Infections with MOKV are rare; only 23 isolates are known. During the past 2 decades, all MOKV isolates have been found in South Africa. Because these viruses are not exclusive to South Africa ( – ), lack of isolates from other regions of Africa indicates a lack of active surveillance and limited diagnostic capabilities in many African laboratories. To our knowledge, the 2 cases of infection with MOKV we report are the first in 8 years from South Africa. These cases suggest that other cases may not have been recognized. Clinical signs in the dog and cat, including general neurologic manifestations with a lack of aggression, are often signs that warrant submitting samples for rabies testing.

We have identified regional variations in the antigenic composition of MOKV. Whether these variations are caused by neutral genetic drift or reflect different epidemiologic features is not known. Phylogenetically, divergence of these viruses into different lineages indicates active cycles and evolutionary changes that occur independently, but in close proximity (a few hundred kilometers apart).

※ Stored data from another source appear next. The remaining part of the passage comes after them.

// Copyright (c) 2025 Felix Kahle.
//
// Permission is hereby granted, free of charge, to any person obtaining
// a copy of this software and associated documentation files (the
// "Software"), to deal in the Software without restriction, including
// without limitation the rights to use, copy, modify, merge, publish,
// distribute, sublicense, and/or sell copies of the Software, and to
// permit persons to whom the Software is furnished to do so, subject to
// the following conditions:
//
// The above copyright notice and this permission notice shall be
// included in all copies or substantial portions of the Software.
//
// THE SOFTWARE IS PROVIDED "AS IS", WITHOUT WARRANTY OF ANY KIND,
// EXPRESS OR IMPLIED, INCLUDING BUT NOT LIMITED TO THE WARRANTIES OF
// MERCHANTABILITY, FITNESS FOR A PARTICULAR PURPOSE AND
// NONINFRINGEMENT. IN NO EVENT SHALL THE AUTHORS OR COPYRIGHT HOLDERS BE
// LIABLE FOR ANY CLAIM, DAMAGES OR OTHER LIABILITY, WHETHER IN AN ACTION
// OF CONTRACT, TORT OR OTHERWISE, ARISING FROM, OUT OF OR IN CONNECTION
// WITH THE SOFTWARE OR THE USE OR OTHER DEALINGS IN THE SOFTWARE.

//! # Period Collections
//!
//! `TimePeriodCollection` is the ordered, owned list of periods every
//! operator returns and most callers build their input in. Besides the usual
//! list operations it answers relation queries against a test period and the
//! overlap/gap predicates of the timeline.

use crate::moments::TimeLineMomentCollection;
use chrono::TimeDelta;
use std::ops::Index;
use timeperiod_core::{
    moment::{MAX_MOMENT, MIN_MOMENT, Moment},
    period::{PeriodRelation, TimePeriod, TimeRange},
};

/// Sort order for the `sort_by_*` methods.
#[derive(Debug, Clone, Copy, PartialEq, Eq, Default)]
pub enum SortDirection {
    #[default]
    Ascending,
    Descending,
}

/// An ordered list of periods.
///
/// As a `TimePeriod` the collection spans from its earliest start to its
/// latest end; an empty collection is `anytime`. It is always read-only
/// through that capability.
#[derive(Clone, Debug, PartialEq, Eq)]
pub struct TimePeriodCollection<P = TimeRange> {
    periods: Vec<P>,
}

impl<P> Default for TimePeriodCollection<P> {
    fn default() -> Self {
        Self {
            periods: Vec::new(),
        }
    }
}

impl<P> TimePeriodCollection<P> {
    #[inline]
    pub fn new() -> Self {
        Self::default()
    }

    #[inline]
    pub fn with_capacity(capacity: usize) -> Self {
        Self {
            periods: Vec::with_capacity(capacity),
        }
    }

    #[inline]
    pub fn len(&self) -> usize {
        self.periods.len()
    }

    #[inline]
    pub fn is_empty(&self) -> bool {
        self.periods.is_empty()
    }

    #[inline]
    pub fn push(&mut self, period: P) {
        self.periods.push(period);
    }

    /// Inserts at `index`, shifting later periods.
    ///
    /// # Panics
    ///
    /// Panics if `index > len`.
    #[inline]
    pub fn insert(&mut self, index: usize, period: P) {
        self.periods.insert(index, period);
    }

    /// Removes and returns the period at `index`, if any.
    #[inline]
    pub fn remove(&mut self, index: usize) -> Option<P> {
        if index < self.periods.len() {
            Some(self.periods.remove(index))
        } else {
            None
        }
    }

    #[inline]
    pub fn clear(&mut self) {
        self.periods.clear();
    }

    #[inline]
    pub fn get(&self, index: usize) -> Option<&P> {
        self.periods.get(index)
    }

    #[inline]
    pub fn iter(&self) -> std::slice::Iter<'_, P> {
        self.periods.iter()
    }

    #[inline]
    pub fn as_slice(&self) -> &[P] {
        &self.periods
    }

    #[inline]
    pub fn into_vec(self) -> Vec<P> {
        self.periods
    }
}

impl<P> TimePeriodCollection<P>
where
    P: TimePeriod,
{
    /// The span from the earliest start to the latest end, or `None` if the
    /// collection is empty.
    pub fn span(&self) -> Option<TimeRange> {
        let start = self.periods.iter().map(|p| p.start()).min()?;
        let end = self.periods.iter().map(|p| p.end()).max()?;
        Some(TimeRange::new(start, end))
    }

    /// The sum of all member durations (overlaps are counted repeatedly).
    pub fn total_duration(&self) -> TimeDelta {
        self.periods
            .iter()
            .fold(TimeDelta::zero(), |acc, p| acc + p.duration())
    }

    pub fn sort_by_start(&mut self, direction: SortDirection) {
        self.sort_by_key_directed(direction, |p| p.start());
    }

    pub fn sort_by_end(&mut self, direction: SortDirection) {
        self.sort_by_key_directed(direction, |p| p.end());
    }

    pub fn sort_by_duration(&mut self, direction: SortDirection) {
        self.sort_by_key_directed(direction, |p| p.duration());
    }

    fn sort_by_key_directed<K, F>(&mut self, direction: SortDirection, key: F)
    where
        K: Ord,
        F: Fn(&P) -> K,
    {
        match direction {
            SortDirection::Ascending => self.periods.sort_by(|a, b| key(a).cmp(&key(b))),
            SortDirection::Descending => self.periods.sort_by(|a, b| key(b).cmp(&key(a))),
        }
    }

    /// Returns `true` if some member has a period exactly equal to `test`.
    pub fn contains_same_period(&self, test: &dyn TimePeriod) -> bool {
        self.periods.iter().any(|p| p.is_same_period(test))
    }

    pub fn has_inside_period(&self, test: &dyn TimePeriod) -> bool {
        self.periods.iter().any(|p| p.has_inside(test))
    }

    /// Members that contain `test`.
    pub fn inside_periods<'a>(&'a self, test: &'a dyn TimePeriod) -> impl Iterator<Item = &'a P> {
        self.periods.iter().filter(move |p| p.has_inside(test))
    }

    pub fn has_overlap_period(&self, test: &dyn TimePeriod) -> bool {
        self.periods.iter().any(|p| p.overlaps_with(test))
    }

    /// Members that share interior time with `test`.
    pub fn overlap_periods<'a>(&'a self, test: &'a dyn TimePeriod) -> impl Iterator<Item = &'a P> {
        self.periods.iter().filter(move |p| p.overlaps_with(test))
    }

    pub fn has_intersection_period(&self, test: &dyn TimePeriod) -> bool {
        self.periods.iter().any(|p| p.intersects_with(test))
    }

    /// Members that intersect `test`.
    pub fn intersection_periods<'a>(
        &'a self,
        test: &'a dyn TimePeriod,
    ) -> impl Iterator<Item = &'a P> {
        self.periods.iter().filter(move |p| p.intersects_with(test))
    }

    /// Members that contain `moment` (half-open).
    pub fn moment_periods(&self, moment: Moment) -> impl Iterator<Item = &P> {
        self.periods
            .iter()
            .filter(move |p| p.has_inside_moment(moment))
    }

    /// Members whose relation to `test` is one of `relations`.
    pub fn relation_periods<'a>(
        &'a self,
        test: &'a dyn TimePeriod,
        relations: &'a [PeriodRelation],
    ) -> impl Iterator<Item = &'a P> {
        self.periods
            .iter()
            .filter(move |p| relations.contains(&p.relation(test)))
    }

    /// Returns `true` if any two members overlap.
    ///
    /// Two members are compared directly; larger collections are swept
    /// through the moment index, where touching members never overlap.
    pub fn has_overlaps(&self) -> bool {
        match self.periods.as_slice() {
            [] | [_] => false,
            [a, b] => a.overlaps_with(b),
            periods => TimeLineMomentCollection::from_periods(periods).has_overlaps(),
        }
    }

    /// Returns `true` if the members leave uncovered time between their
    /// earliest start and latest end.
    pub fn has_gaps(&self) -> bool {
        TimeLineMomentCollection::from_periods(&self.periods).has_gaps()
    }
}

impl<P> TimePeriod for TimePeriodCollection<P>
where
    P: TimePeriod,
{
    fn start(&self) -> Moment {
        self.periods
            .iter()
            .map(|p| p.start())
            .min()
            .unwrap_or(MIN_MOMENT)
    }

    fn end(&self) -> Moment {
        self.periods
            .iter()
            .map(|p| p.end())
            .max()
            .unwrap_or(MAX_MOMENT)
    }
}

impl<P> Index<usize> for TimePeriodCollection<P> {
    type Output = P;

    #[inline]
    fn index(&self, index: usize) -> &Self::Output {
        &self.periods[index]
    }
}

impl<P> FromIterator<P> for TimePeriodCollection<P> {
    fn from_iter<I: IntoIterator<Item = P>>(iter: I) -> Self {
        Self {
            periods: iter.into_iter().collect(),
        }
    }
}

impl<P> Extend<P> for TimePeriodCollection<P> {
    fn extend<I: IntoIterator<Item = P>>(&mut self, iter: I) {
        self.periods.extend(iter);
    }
}

impl<P> From<Vec<P>> for TimePeriodCollection<P> {
    #[inline]
    fn from(periods: Vec<P>) -> Self {
        Self { periods }
    }
}

impl<P> IntoIterator for TimePeriodCollection<P> {
    type Item = P;
    type IntoIter = std::vec::IntoIter<P>;

    fn into_iter(self) -> Self::IntoIter {
        self.periods.into_iter()
    }
}

impl<'a, P> IntoIterator for &'a TimePeriodCollection<P> {
    type Item = &'a P;
    type IntoIter = std::slice::Iter<'a, P>;

    fn into_iter(self) -> Self::IntoIter {
        self.periods.iter()
    }
}

impl<P> std::fmt::Display for TimePeriodCollection<P>
where
    P: std::fmt::Display,
{
    fn fmt(&self, f: &mut std::fmt::Formatter<'_>) -> std::fmt::Result {
        f.write_str("{")?;
        for (i, p) in self.periods.iter().enumerate() {
            if i > 0 {
                f.write_str(", ")?;
            }
            write!(f, "{p}")?;
        }
        f.write_str("}")
    }
}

Although the epidemiology of MOKV is incomplete, the case for a reservoir host(s) among small terrestrial animals of limited range is supported by our findings. Together with recent isolations of rabies-related lyssaviruses in a human ( ) and wild animals ( , ), these reports emphasize the endemicity of these lyssaviruses in South Africa. Public health implications of African rabies-related lyssaviruses should be recognized by laboratory workers, researchers, veterinarians, wildlife personnel, gamekeepers, and pet owners. A better understanding of the epidemiology of these viruses is vital and can only be achieved by improved surveillance and awareness.